Rev. Thomas E. J. Prachar

When I was five or six-years-old, our extended family would often gather for meals to celebrate Christmas, Thanksgiving, etc. Being the youngest in the group around that time, I was always asked to pray before our meal. And so I prayed the table prayer taught to me by my mother, a prayer that I still use today. When I was finished, my grandmother would inevitably say, “He’s going to make a fine pastor some day!” I recall that I would frown, and think that I wanted to be a policeman or fireman, or anyone else more interesting than a pastor!
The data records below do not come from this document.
impl RemoteOptions {
    async fn build(self, lost: Arc<AtomicBool>) -> Result<ConnectOptions, Status> {
        let reconnect_allowed = self.reconnect.is_none_or(|policy| policy.allowed);
        let mut opts = ConnectOptions::new().event_callback(move |event| {
            let lost = Arc::clone(&lost);
            async move {
                if is_terminal(&event, reconnect_allowed) {
                    warn!(%event, "NATS connection lost for good");
                    lost.store(true, Ordering::Release);
                } else {
                    debug!(%event, "NATS connection event");
                }
            }
        });
        if let Some((user, password)) = self.user {
            opts = opts.user_and_password(user, password);
        }
        if let Some(token) = self.token {
            opts = opts.token(token);
        }
        if let Some(path) = &self.creds {
            opts = opts.credentials_file(path).await.map_err(|err| {
                warn!(?err, path = %path.display(), "failed to load credentials file");
                Status::IoError
            })?;
        }
        if let Some(policy) = self.reconnect {
            // async-nats treats 0 as unlimited
            let max = if policy.allowed && policy.max_reconnects > 0 {
                policy.max_reconnects as usize
            } else {
                1
            };
            let wait = policy.wait;
            opts = opts
                .max_reconnects(max)
                .reconnect_delay_callback(move |_| wait);
        }
        Ok(opts)
    }
}

#[derive(Debug, Clone, Copy)]
enum StopMode {
    Unsubscribe,
    Drain,
}

#[derive(Debug)]
struct RemoteSubscription {
    conn: u64,
    stop: Option<oneshot::Sender<StopMode>>,
    _task: JoinHandle<()>,
}

impl RemoteSubscription {
    fn stop(&mut self, mode: StopMode) -> bool {
        match self.stop.take() {
            Some(tx) => {
                // task already gone means nothing left to stop
                let _ = tx.send(mode);
                true
            }
            None => false,
        }
    }
}

#[derive(Debug)]
struct RemoteConnection {
    // `None` once closed
    client: Option<async_nats::Client>,
    // set from the event callback
    lost: Arc<AtomicBool>,
}

/// Engine talking to a NATS server.
pub struct RemoteEngine {
    runtime: Handle,
    next_id: AtomicU64,
    options: Mutex<HashMap<u64, RemoteOptions>>,
    connections: Mutex<HashMap<u64, RemoteConnection>>,
    subscriptions: Mutex<HashMap<u64, RemoteSubscription>>,
}

impl fmt::Debug for RemoteEngine {
    fn fmt(&self, f: &mut fmt::Formatter<'_>) -> fmt::Result {
        f.debug_struct("RemoteEngine")
            .field("connections", &self.connections.lock().len())
            .field("subscriptions", &self.subscriptions.lock().len())
            .finish_non_exhaustive()
    }
}

impl RemoteEngine {
    /// Engine driving the client on `runtime`.
    pub fn new(runtime: Handle) -> Self {
        Self {
            runtime,
            next_id: AtomicU64::new(1),
            options: Mutex::new(HashMap::new()),
            connections: Mutex::new(HashMap::new()),
            subscriptions: Mutex::new(HashMap::new()),
        }
    }

    /// Engine driving the client on the runtime of the calling context.
    pub fn current() -> NatsResult<Self> {
        let runtime = Handle::try_current()
            .map_err(|err| NatsError::Config(format!("no tokio runtime available: {err}")))?;
        Ok(Self::new(runtime))
    }

    fn next_id(&self) -> u64 {
        self.next_id.fetch_add(1, Ordering::Relaxed)
    }

    fn client(&self, conn: RawConnection) -> Result<async_nats::Client, Status> {
        self.connections
            .lock()
            .get(&conn.0)
            .and_then(|entry| entry.client.clone())
            .ok_or(Status::ConnectionClosed)
    }

    fn with_options(
        &self,
        options: RawOptions,
        f: impl FnOnce(&mut RemoteOptions),
    ) -> Result<(), Status> {
        let mut all = self.options.lock();
        let opts = all.get_mut(&options.0).ok_or(Status::InvalidArg)?;
        f(opts);
        Ok(())
    }

    fn start(
        &self,
        conn: RawConnection,
        subscriber: async_nats::Subscriber,
        callback: MsgCallback,
        closure: Closure,
    ) -> RawSubscription {
        let id = self.next_id();
        let (stop_tx, stop_rx) = oneshot::channel();
        let task = self
            .runtime
            .spawn(deliver(id, subscriber, stop_rx, callback, closure));
        self.subscriptions.lock().insert(
            id,
            RemoteSubscription {
                conn: conn.0,
                stop: Some(stop_tx),
                _task: task,
            },
        );
        RawSubscription(id)
    }

    fn stop(&self, sub: RawSubscription, mode: StopMode) -> Result<(), Status> {
        match self.subscriptions.lock().get_mut(&sub.0).map(|entry| entry.stop(mode)) {
            Some(true) => Ok(()),
            _ => Err(Status::InvalidSubscription),
        }
    }
}

fn native(msg: async_nats::Message) -> NativeMessage {
    NativeMessage::new(
        msg.subject.to_string(),
        msg.reply.map(|r| r.to_string()),
        msg.payload,
    )
}

async fn deliver(
    id: u64,
    mut subscriber: async_nats::Subscriber,
    mut stop: oneshot::Receiver<StopMode>,
    callback: MsgCallback,
    closure: Closure,
) {
    let raw = RawSubscription(id);
    let emit = |msg: async_nats::Message| {
        let msg = native(msg);
        callback(raw, Some(msg.handle()), Some(&closure));
    };
    loop {
        tokio::select! {
            mode = &mut stop => {
                match mode {
                    Ok(StopMode::Drain) => {
                        if let Err(err) = subscriber.drain().await {
                            warn!(?err, sub = id, "failed to drain subscription");
                        }
                        while let Some(msg) = subscriber.next().await {
                            emit(msg);
                        }
                    }
                    // a dropped sender means the subscription was destroyed
                    Ok(StopMode::Unsubscribe) | Err(_) => {
                        if let Err(err) = subscriber.unsubscribe().await {
                            debug!(?err, sub = id, "unsubscribe failed");
                        }
                    }
                }
                break;
            }
            msg = subscriber.next() => match msg {
                Some(msg) => emit(msg),
                None => break,
            },
        }
    }
    trace!(sub = id, "subscription task finished");
}

impl Engine for RemoteEngine {
    fn options_create(&self) -> Result<RawOptions, Status> {
        let id = self.next_id();
        self.options.lock().insert(id, RemoteOptions::default());
        Ok(RawOptions(id))
    }

    fn options_destroy(&self, options: RawOptions) {
        self.options.lock().remove(&options.0);
    }

    fn options_set_url(&self, options: RawOptions, url: &str) -> Result<(), Status> {
        if !url.contains("://") {
            return Err(Status::InvalidArg);
        }
        self.with_options(options, |o| o.url = Some(url.to_owned()))
    }

    fn options_set_user_info(
        &self,
        options: RawOptions,
        user: &str,
        password: &str,
    ) -> Result<(), Status> {
        self.with_options(options, |o| {
            o.user = Some((user.to_owned(), password.to_owned()))
        })
    }

    fn options_set_token(&self, options: RawOptions, token: &str) -> Result<(), Status> {
        self.with_options(options, |o| o.token = Some(token.to_owned()))
    }

    fn options_set_credentials_file(
        &self,
        options: RawOptions,
        path: &Path,
    ) -> Result<(), Status> {
        self.with_options(options, |o| o.creds = Some(path.to_owned()))
    }

    fn options_set_reconnect(
        &self,
        options: RawOptions,
        policy: ReconnectPolicy,
    ) -> Result<(), Status> {
        self.with_options(options, |o| o.reconnect = Some(policy))
    }

    fn connect(&self, options: RawOptions) -> Result<RawConnection, Status> {
        let opts = self
            .options
            .lock()
            .get(&options.0)
            .cloned()
            .ok_or(Status::InvalidArg)?;
        let url = opts.url.clone().unwrap_or_else(|| DEFAULT_URL.to_owned());
        let lost = Arc::new(AtomicBool::new(false));
        let client = self.runtime.block_on(async {
            let connect = opts.build(Arc::clone(&lost)).await?;
            connect.connect(url.as_str()).await.map_err(|err| {
                debug!(?err, %url, "NATS connect failed");
                match err.kind() {
                    ConnectErrorKind::Authentication | ConnectErrorKind::AuthorizationViolation => {
                        Status::AuthFailed
                    }
                    ConnectErrorKind::TimedOut => Status::Timeout,
                    ConnectErrorKind::Io => Status::IoError,
                    _ => Status::NoServer,
                }
            })
        })?;
        let id = self.next_id();
        self.connections.lock().insert(
            id,
            RemoteConnection {
                client: Some(client),
                lost,
            },
        );
        debug!(conn = id, %url, "NATS connection established");
        Ok(RawConnection(id))
    }

    fn connection_close(&self, conn: RawConnection) {
        let client = self
            .connections
            .lock()
            .get_mut(&conn.0)
            .and_then(|entry| entry.client.take());
        for sub in self
            .subscriptions
            .lock()
            .values_mut()
            .filter(|s| s.conn == conn.0)
        {
            sub.stop(StopMode::Unsubscribe);
        }
        if let Some(client) = client {
            self.runtime.spawn(async move {
                if let Err(err) = client.flush().await {
                    debug!(?err, "flush on close failed");
                }
            });
        }
    }

    fn connection_destroy(&self, conn: RawConnection) {
        self.connection_close(conn);
        self.connections.lock().remove(&conn.0);
    }

    fn connection_status(&self, conn: RawConnection) -> ConnStatus {
        match self.connections.lock().get(&conn.0) {
            Some(RemoteConnection { lost, .. }) if lost.load(Ordering::Acquire) => {
                ConnStatus::Closed
            }
            Some(RemoteConnection {
                client: Some(client),
                ..
            }) => match client.connection_state() {
                async_nats::connection::State::Connected => ConnStatus::Connected,
                async_nats::connection::State::Disconnected => ConnStatus::Reconnecting,
                async_nats::connection::State::Pending => ConnStatus::Connecting,
            },
            _ => ConnStatus::Closed,
        }
    }

    fn publish(&self, conn: RawConnection, subject: &str, data: &[u8]) -> Result<(), Status> {
        if !subject::is_valid_subject(subject) {
            return Err(Status::InvalidSubject);
        }
        let client = self.client(conn)?;
        self.runtime
            .block_on(client.publish(subject.to_string(), Bytes::copy_from_slice(data)))
            .map_err(|err| {
                debug!(?err, subject, "publish failed");
                Status::Err
            })
    }

    fn publish_request(
        &self,
        conn: RawConnection,
        subject: &str,
        reply: &str,
        data: &[u8],
    ) -> Result<(), Status> {
        if !subject::is_valid_subject(subject) || !subject::is_valid_subject(reply) {
            return Err(Status::InvalidSubject);
        }
        let client = self.client(conn)?;
        self.runtime
            .block_on(client.publish_with_reply(
                subject.to_string(),
                reply.to_string(),
                Bytes::copy_from_slice(data),
            ))
            .map_err(|err| {
                debug!(?err, subject, "publish with reply failed");
                Status::Err
            })
    }

    fn subscribe(
        &self,
        conn: RawConnection,
        subject: &str,
        callback: MsgCallback,
        closure: Closure,
    ) -> Result<RawSubscription, Status> {
        if !subject::is_valid_pattern(subject) {
            return Err(Status::InvalidSubject);
        }
        let client = self.client(conn)?;
        let subscriber = self
            .runtime
            .block_on(client.subscribe(subject.to_string()))
            .map_err(|err| {
                debug!(?err, subject, "subscribe failed");
                Status::Err
            })?;
        Ok(self.start(conn, subscriber, callback, closure))
    }

    fn queue_subscribe(
        &self,
        conn: RawConnection,
        subject: &str,
        queue: &str,
        callback: MsgCallback,
        closure: Closure,
    ) -> Result<RawSubscription, Status> {
        if !subject::is_valid_pattern(subject) {
            return Err(Status::InvalidSubject);
        }
        if queue.is_empty() || queue.chars().any(char::is_whitespace) {
            return Err(Status::InvalidQueueName);
        }
        let client = self.client(conn)?;
        let subscriber = self
            .runtime
            .block_on(client.queue_subscribe(subject.to_string(), queue.to_string()))
            .map_err(|err| {
                debug!(?err, subject, queue, "queue subscribe failed");
                Status::Err
            })?;
        Ok(self.start(conn, subscriber, callback, closure))
    }

    fn unsubscribe(&self, sub: RawSubscription) -> Result<(), Status> {
        self.stop(sub, StopMode::Unsubscribe)
    }

    fn drain(&self, sub: RawSubscription) -> Result<(), Status> {
        self.stop(sub, StopMode::Drain)
    }

    fn subscription_destroy(&self, sub: RawSubscription) {
        if let Some(mut entry) = self.subscriptions.lock().remove(&sub.0) {
            entry.stop(StopMode::Unsubscribe);
        }
    }

    fn request(
        &self,
        conn: RawConnection,
        subject: &str,
        data: &[u8],
        timeout_ms: i64,
    ) -> Result<NativeMessage, Status> {
        if timeout_ms <= 0 {
            return Err(Status::InvalidTimeout);
        }
        if !subject::is_valid_subject(subject) {
            return Err(Status::InvalidSubject);
        }
        let client = self.client(conn)?;
        let timeout = Duration::from_millis(timeout_ms as u64);
        let payload = Bytes::copy_from_slice(data);
        self.runtime.block_on(async {
            match tokio::time::timeout(timeout, client.request(subject.to_string(), payload)).await
            {
                Err(_) => Err(Status::Timeout),
                Ok(Err(err)) => Err(match err.kind() {
                    RequestErrorKind::TimedOut => Status::Timeout,
                    RequestErrorKind::NoResponders => Status::NoResponders,
                    _ => Status::Err,
                }),
                Ok(Ok(msg)) => Ok(native(msg)),
            }
        })
    }
}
I believe it was then that the seed was planted. That notion of becoming a pastor was nurtured by Christian parents and God-parents who subtly encouraged my Christian growth in faith and life. They gave me the gifts of a Bible and hymnal, and generally put me in situations where a shy boy and youth spoke in front of strangers. When I was in confirmation class, I became friends with my pastor’s son. We ended up running off Sunday’s bulletin, folding it, and inserting it in the members’ mailboxes. Since I was not a “PK” (“preacher’s kid”), that friendship gave me a behind-the-scenes look at life in the parsonage. I discovered that they faced all the same problems that my family did.
My church had a good youth group at that time. My pastor, Rev. Raymond Mantynen, even took us on several field trips to Concordia, Ann Arbor, MI. I think that glimpse of studying theology and other subjects in a Christian environment did a lot to entice me to do the same someday.
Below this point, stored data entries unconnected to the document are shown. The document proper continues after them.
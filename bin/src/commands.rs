//! natsctl subcommands, run as a service next to the client.

use std::{io::Write, sync::Arc, time::Duration};

use async_trait::async_trait;
use futures::StreamExt;
use nats_client::{NatsClient, NatsError, NatsMessage, NatsResult, Service};
use tokio_util::sync::CancellationToken;
use tracing::{debug, info, warn};

use crate::config::cli::Command;

const CONNECT_WAIT: Duration = Duration::from_secs(30);

/// Runs one subcommand once the client is connected, then shuts the group
/// down through `token`.
pub struct CommandService {
    client: NatsClient,
    command: Command,
    token: CancellationToken,
    out: Arc<parking_lot::Mutex<Box<dyn Write + Send>>>,
}

impl CommandService {
    pub fn new(client: NatsClient, command: Command, token: CancellationToken) -> Self {
        Self::with_output(client, command, token, Box::new(std::io::stdout()))
    }

    pub fn with_output(
        client: NatsClient,
        command: Command,
        token: CancellationToken,
        out: Box<dyn Write + Send>,
    ) -> Self {
        Self {
            client,
            command,
            token,
            out: Arc::new(parking_lot::Mutex::new(out)),
        }
    }

    fn print(&self, msg: &NatsMessage) -> NatsResult<()> {
        let mut out = self.out.lock();
        writeln!(
            out,
            "[{}] {}",
            msg.subject(),
            String::from_utf8_lossy(msg.payload())
        )
        .and_then(|_| out.flush())
        .map_err(|err| NatsError::Config(format!("failed to write output: {err}")))
    }

    async fn execute(&self) -> NatsResult<()> {
        self.client.wait_for_connected(CONNECT_WAIT).await?;
        match &self.command {
            Command::Pub(args) => {
                self.client
                    .publish(&args.subject, args.payload.clone())
                    .await?;
                info!(subject = %args.subject, "published");
            }
            Command::Req(args) => {
                let reply = self.client.request_default(&args.subject, args.payload.clone()).await?;
                self.print(&reply)?;
            }
            Command::Sub(args) => {
                let mut sub = match &args.queue {
                    Some(queue) => self.client.queue_subscribe(&args.subject, queue),
                    None => self.client.subscribe(&args.subject),
                };
                info!(subject = %args.subject, queue = ?args.queue, "listening");
                let mut seen = 0;
                while let Some(msg) = sub.next().await {
                    self.print(&msg)?;
                    seen += 1;
                    if args.count.is_some_and(|count| seen >= count) {
                        debug!(seen, "message count reached");
                        break;
                    }
                }
            }
            Command::Reply(args) => {
                let mut sub = match &args.queue {
                    Some(queue) => self.client.queue_subscribe(&args.subject, queue),
                    None => self.client.subscribe(&args.subject),
                };
                info!(subject = %args.subject, "answering requests");
                while let Some(msg) = sub.next().await {
                    let Some(reply_to) = msg.reply_to() else {
                        warn!(subject = %msg.subject(), "message without reply subject, ignoring");
                        continue;
                    };
                    self.client
                        .publish(reply_to, args.payload.clone())
                        .await?;
                }
            }
        }
        Ok(())
    }
}

#[async_trait]
impl Service for CommandService {
    fn name(&self) -> &str {
        "command"
    }

    async fn run(&self) -> NatsResult<()> {
        let result = tokio::select! {
            biased;
            _ = self.token.cancelled() => Ok(()),
            result = self.execute() => result,
        };
        self.token.cancel();
        result
    }

    async fn shutdown(&self) {
        self.token.cancel();
    }
}

#[cfg(test)]
mod tests {
    use nats_client::{ClientConfig, ClientState, ServiceGroup};
    use nats_core::MemoryEngine;
    use tracing_test::traced_test;

    use super::*;
    use crate::config::cli::{PubArgs, ReplyArgs, SubArgs};

    /// `Write` into a buffer the test can read back.
    #[derive(Clone, Default)]
    struct Captured(Arc<parking_lot::Mutex<Vec<u8>>>);

    impl Write for Captured {
        fn write(&mut self, buf: &[u8]) -> std::io::Result<usize> {
            self.0.lock().extend_from_slice(buf);
            Ok(buf.len())
        }

        fn flush(&mut self) -> std::io::Result<()> {
            Ok(())
        }
    }

    impl Captured {
        fn text(&self) -> String {
            String::from_utf8_lossy(&self.0.lock()).into_owned()
        }
    }

    fn client(engine: &Arc<MemoryEngine>) -> NatsClient {
        let config = ClientConfig::new("mem://test").with_poll_interval(Duration::from_millis(10));
        NatsClient::new(config, engine.clone())
    }

    fn group(client: &NatsClient, command: Command, out: Captured) -> ServiceGroup {
        let mut group = ServiceGroup::new();
        let service = CommandService::with_output(client.clone(), command, group.token(), Box::new(out));
        group.add(Arc::new(client.clone())).add(Arc::new(service));
        group
    }

    #[tokio::test]
    #[traced_test]
    async fn test_pub_then_exit() {
        let engine = Arc::new(MemoryEngine::new());
        let client = client(&engine);
        let group = group(
            &client,
            Command::Pub(PubArgs {
                subject: "greet".into(),
                payload: "hi".into(),
            }),
            Captured::default(),
        );
        tokio::time::timeout(Duration::from_secs(2), group.run())
            .await
            .unwrap()
            .unwrap();
        assert_eq!(engine.stats().publishes, 1);
        assert_eq!(client.connection_state().await, ClientState::Closed);
        assert!(logs_contain("published"));
    }

    #[tokio::test]
    async fn test_sub_counts_then_exits() {
        let engine = Arc::new(MemoryEngine::new());
        let client = client(&engine);
        let out = Captured::default();
        let group = group(
            &client,
            Command::Sub(SubArgs {
                subject: "events.*".into(),
                queue: None,
                count: Some(2),
            }),
            out.clone(),
        );
        let running = tokio::spawn(async move { group.run().await });

        let publisher = {
            let engine = engine.clone();
            let client = client.clone();
            tokio::spawn(async move {
                while engine.live_subscriptions() == 0 {
                    tokio::time::sleep(Duration::from_millis(5)).await;
                }
                for (subject, payload) in [("events.a", "one"), ("events.b", "two"), ("events.c", "three")] {
                    // the group may already be shutting down after the second message
                    let _ = client.publish(subject, payload).await;
                }
            })
        };
        publisher.await.unwrap();
        tokio::time::timeout(Duration::from_secs(2), running)
            .await
            .unwrap()
            .unwrap()
            .unwrap();
        assert_eq!(out.text(), "[events.a] one\n[events.b] two\n");
    }

    #[tokio::test]
    async fn test_req_against_reply() {
        let engine = Arc::new(MemoryEngine::new());
        let responder = client(&engine);
        let reply = group(
            &responder,
            Command::Reply(ReplyArgs {
                subject: "svc.ping".into(),
                payload: "pong".into(),
                queue: Some("pingers".into()),
            }),
            Captured::default(),
        );
        let reply_token = reply.token();
        let replying = tokio::spawn(async move { reply.run().await });
        while engine.live_subscriptions() == 0 {
            tokio::time::sleep(Duration::from_millis(5)).await;
        }

        let requester = client(&engine);
        let out = Captured::default();
        let req = group(
            &requester,
            Command::Req(PubArgs {
                subject: "svc.ping".into(),
                payload: "ping".into(),
            }),
            out.clone(),
        );
        tokio::time::timeout(Duration::from_secs(2), req.run())
            .await
            .unwrap()
            .unwrap();
        assert!(out.text().ends_with("] pong\n"), "{}", out.text());

        reply_token.cancel();
        replying.await.unwrap().unwrap();
        assert_eq!(responder.connection_state().await, ClientState::Closed);
    }

    #[tokio::test]
    async fn test_req_without_responders_fails_group() {
        let engine = Arc::new(MemoryEngine::new());
        let client = client(&engine);
        let group = group(
            &client,
            Command::Req(PubArgs {
                subject: "svc.none".into(),
                payload: String::new(),
            }),
            Captured::default(),
        );
        let err = tokio::time::timeout(Duration::from_secs(2), group.run())
            .await
            .unwrap()
            .unwrap_err();
        assert_eq!(
            err,
            NatsError::PublishFailed("Request failed: No Responders Available For Request".into())
        );
        assert_eq!(client.connection_state().await, ClientState::Closed);
    }
}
As I began to more seriously consider studying for the pastoral ministry. I wasn’t sure if I was “pastor material” because of my shyness, and nervousness speaking before people. I was also concerned that I did not have the financial resources to undertake such a journey of study. My mother confided that if God wanted me to be a pastor, He would provide the money to make it happen. With sacrifices by my parents and good-paying summer jobs that came my way, I was blessed to attend college and seminary debt-free. This was indeed a blessing because I didn’t need a part-time job while at seminary, but could focus my time and effort on my studies.
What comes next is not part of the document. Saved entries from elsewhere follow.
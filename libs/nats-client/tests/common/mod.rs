#![allow(dead_code)]

use std::{sync::Arc, time::Duration};

use anyhow::{Result, bail};
use futures::StreamExt;
use nats_client::{ClientConfig, NatsClient, NatsResult, Subscription};
use nats_core::MemoryEngine;
use tokio::task::JoinHandle;

pub const WAIT: Duration = Duration::from_secs(2);

pub fn config() -> ClientConfig {
    ClientConfig::new("nats://localhost:4222").with_poll_interval(Duration::from_millis(10))
}

/// Idle client on a fresh in-memory engine.
pub fn setup() -> (NatsClient, Arc<MemoryEngine>) {
    setup_with(config())
}

pub fn setup_with(config: ClientConfig) -> (NatsClient, Arc<MemoryEngine>) {
    let engine = Arc::new(MemoryEngine::new());
    (NatsClient::new(config, engine.clone()), engine)
}

/// Client whose `run()` is driven by a background task, already connected.
pub async fn connected() -> Result<(NatsClient, Arc<MemoryEngine>, JoinHandle<NatsResult<()>>)> {
    let (client, engine) = setup();
    let runner = {
        let client = client.clone();
        tokio::spawn(async move { client.run().await })
    };
    client.wait_for_connected(WAIT).await?;
    Ok((client, engine, runner))
}

/// Poll `cond` until it holds or [`WAIT`] elapses.
pub async fn eventually(mut cond: impl FnMut() -> bool) -> Result<()> {
    let deadline = tokio::time::Instant::now() + WAIT;
    while !cond() {
        if tokio::time::Instant::now() > deadline {
            bail!("condition not met within {WAIT:?}");
        }
        tokio::time::sleep(Duration::from_millis(5)).await;
    }
    Ok(())
}

/// Poll `sub` once so that it registers with the engine, then wait until the
/// engine reports `live` subscriptions.
pub async fn activate(sub: &mut Subscription, engine: &MemoryEngine, live: usize) -> Result<()> {
    let _ = tokio::time::timeout(Duration::from_millis(5), sub.next()).await;
    eventually(|| engine.live_subscriptions() == live).await
}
When I set my sights on being a pastor, my home pastor would occasionally have me read a lesson or two in the Divine Service. One summer I helped him for a few weeks with some door-to-door evangelism.
While attending Concordia, Ann Arbor for two years, and then Concordia Senior College for another two years, I had my Greek and Hebrew language foundations solidly set in place. What a blessing to arrive at seminary with such a good start in the Biblical languages! At the seminary (St. Catharines), my favourite classes were in exegetics and homiletics. I loved to be able to really dig in to the Biblical texts! God was able to take that study, together with my limited creativity, and enable me to produce sermons that I hoped would touch people with the answer they needed for life’s problems.
One of my greatest joys in the ministry is teaching an Adult Instruction class. It is gratifying to engage in discussion with people who are seeking answers to the bigger questions of life now and hereafter. It is quite an experience to witness someone have an “Ah, ha!” moment when it comes to their eternal salvation.

As I continue to serve in whatever capacity my Lord desires of me in His church, I will always remember the phrase “sin and grace—my sin and God’s grace.” Throughout my life and ministry, I have brought Him my sin and have received my Saviour’s free and wonderful grace: His undeserved love shown to me through His cross and empty tomb.
That’s what I’ve tried to tell others throughout my ministry.